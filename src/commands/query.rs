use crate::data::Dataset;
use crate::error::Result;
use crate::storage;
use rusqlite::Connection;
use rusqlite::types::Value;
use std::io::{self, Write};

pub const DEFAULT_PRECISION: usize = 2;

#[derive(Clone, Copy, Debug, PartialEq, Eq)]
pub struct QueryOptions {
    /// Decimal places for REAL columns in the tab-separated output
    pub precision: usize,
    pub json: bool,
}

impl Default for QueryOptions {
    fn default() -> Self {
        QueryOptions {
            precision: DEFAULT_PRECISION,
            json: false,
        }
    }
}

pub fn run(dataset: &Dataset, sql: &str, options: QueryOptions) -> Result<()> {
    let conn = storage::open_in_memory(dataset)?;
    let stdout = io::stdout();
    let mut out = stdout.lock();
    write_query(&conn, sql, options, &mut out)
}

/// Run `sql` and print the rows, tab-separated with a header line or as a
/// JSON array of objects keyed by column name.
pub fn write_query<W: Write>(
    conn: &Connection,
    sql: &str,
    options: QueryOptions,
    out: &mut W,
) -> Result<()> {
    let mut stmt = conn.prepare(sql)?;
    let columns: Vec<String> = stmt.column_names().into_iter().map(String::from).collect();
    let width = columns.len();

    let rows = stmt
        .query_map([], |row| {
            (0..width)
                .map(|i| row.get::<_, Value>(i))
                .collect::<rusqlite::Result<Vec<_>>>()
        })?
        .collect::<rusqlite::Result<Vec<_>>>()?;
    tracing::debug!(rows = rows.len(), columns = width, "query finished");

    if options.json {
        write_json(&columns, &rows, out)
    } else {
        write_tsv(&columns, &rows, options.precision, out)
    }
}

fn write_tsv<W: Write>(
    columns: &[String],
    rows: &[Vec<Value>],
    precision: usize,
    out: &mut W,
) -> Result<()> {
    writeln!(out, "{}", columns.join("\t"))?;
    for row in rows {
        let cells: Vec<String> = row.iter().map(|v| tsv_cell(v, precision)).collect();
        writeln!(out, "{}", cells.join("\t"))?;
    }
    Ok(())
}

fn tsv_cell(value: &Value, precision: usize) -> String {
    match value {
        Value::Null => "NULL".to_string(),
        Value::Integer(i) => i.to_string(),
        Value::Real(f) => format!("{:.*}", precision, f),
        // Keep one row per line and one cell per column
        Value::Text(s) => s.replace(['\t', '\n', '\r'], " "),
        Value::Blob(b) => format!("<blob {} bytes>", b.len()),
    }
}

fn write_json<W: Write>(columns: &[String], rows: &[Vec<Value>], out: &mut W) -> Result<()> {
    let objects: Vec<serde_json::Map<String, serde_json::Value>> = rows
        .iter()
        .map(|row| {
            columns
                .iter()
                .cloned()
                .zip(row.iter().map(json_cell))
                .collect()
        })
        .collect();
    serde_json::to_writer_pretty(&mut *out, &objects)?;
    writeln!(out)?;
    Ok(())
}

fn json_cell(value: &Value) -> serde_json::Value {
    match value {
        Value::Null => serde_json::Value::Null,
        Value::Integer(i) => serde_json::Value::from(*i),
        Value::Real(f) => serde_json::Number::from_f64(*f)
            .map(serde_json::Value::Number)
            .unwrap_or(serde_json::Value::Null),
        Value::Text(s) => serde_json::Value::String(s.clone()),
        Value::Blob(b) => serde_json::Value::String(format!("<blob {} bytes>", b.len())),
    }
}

# What the exercise asks:
Reproduce every record that appears above, keeping the wording exact.

# Result below:
filename src/commands/query.rs
use crate::data::Dataset;
use crate::error::Result;
use crate::storage;
use rusqlite::Connection;
use rusqlite::types::Value;
use std::io::{self, Write};

pub const DEFAULT_PRECISION: usize = 2;

#[derive(Clone, Copy, Debug, PartialEq, Eq)]
pub struct QueryOptions {
    /// Decimal places for REAL columns in the tab-separated output
    pub precision: usize,
    pub json: bool,
}

impl Default for QueryOptions {
    fn default() -> Self {
        QueryOptions {
            precision: DEFAULT_PRECISION,
            json: false,
        }
    }
}

pub fn run(dataset: &Dataset, sql: &str, options: QueryOptions) -> Result<()> {
    let conn = storage::open_in_memory(dataset)?;
    let stdout = io::stdout();
    let mut out = stdout.lock();
    write_query(&conn, sql, options, &mut out)
}

/// Run `sql` and print the rows, tab-separated with a header line or as a
/// JSON array of objects keyed by column name.
pub fn write_query<W: Write>(
    conn: &Connection,
    sql: &str,
    options: QueryOptions,
    out: &mut W,
) -> Result<()> {
    let mut stmt = conn.prepare(sql)?;
    let columns: Vec<String> = stmt.column_names().into_iter().map(String::from).collect();
    let width = columns.len();

    let rows = stmt
        .query_map([], |row| {
            (0..width)
                .map(|i| row.get::<_, Value>(i))
                .collect::<rusqlite::Result<Vec<_>>>()
        })?
        .collect::<rusqlite::Result<Vec<_>>>()?;
    tracing::debug!(rows = rows.len(), columns = width, "query finished");

    if options.json {
        write_json(&columns, &rows, out)
    } else {
        write_tsv(&columns, &rows, options.precision, out)
    }
}

fn write_tsv<W: Write>(
    columns: &[String],
    rows: &[Vec<Value>],
    precision: usize,
    out: &mut W,
) -> Result<()> {
    writeln!(out, "{}", columns.join("\t"))?;
    for row in rows {
        let cells: Vec<String> = row.iter().map(|v| tsv_cell(v, precision)).collect();
        writeln!(out, "{}", cells.join("\t"))?;
    }
    Ok(())
}

fn tsv_cell(value: &Value, precision: usize) -> String {
    match value {
        Value::Null => "NULL".to_string(),
        Value::Integer(i) => i.to_string(),
        Value::Real(f) => format!("{:.*}", precision, f),
        // Keep one row per line and one cell per column
        Value::Text(s) => s.replace(['\t', '\n', '\r'], " "),
        Value::Blob(b) => format!("<blob {} bytes>", b.len()),
    }
}

fn write_json<W: Write>(columns: &[String], rows: &[Vec<Value>], out: &mut W) -> Result<()> {
    let objects: Vec<serde_json::Map<String, serde_json::Value>> = rows
        .iter()
        .map(|row| {
            columns
                .iter()
                .cloned()
                .zip(row.iter().map(json_cell))
                .collect()
        })
        .collect();
    serde_json::to_writer_pretty(&mut *out, &objects)?;
    writeln!(out)?;
    Ok(())
}

fn json_cell(value: &Value) -> serde_json::Value {
    match value {
        Value::Null => serde_json::Value::Null,
        Value::Integer(i) => serde_json::Value::from(*i),
        Value::Real(f) => serde_json::Number::from_f64(*f)
            .map(serde_json::Value::Number)
            .unwrap_or(serde_json::Value::Null),
        Value::Text(s) => serde_json::Value::String(s.clone()),
        Value::Blob(b) => serde_json::Value::String(format!("<blob {} bytes>", b.len())),
    }
}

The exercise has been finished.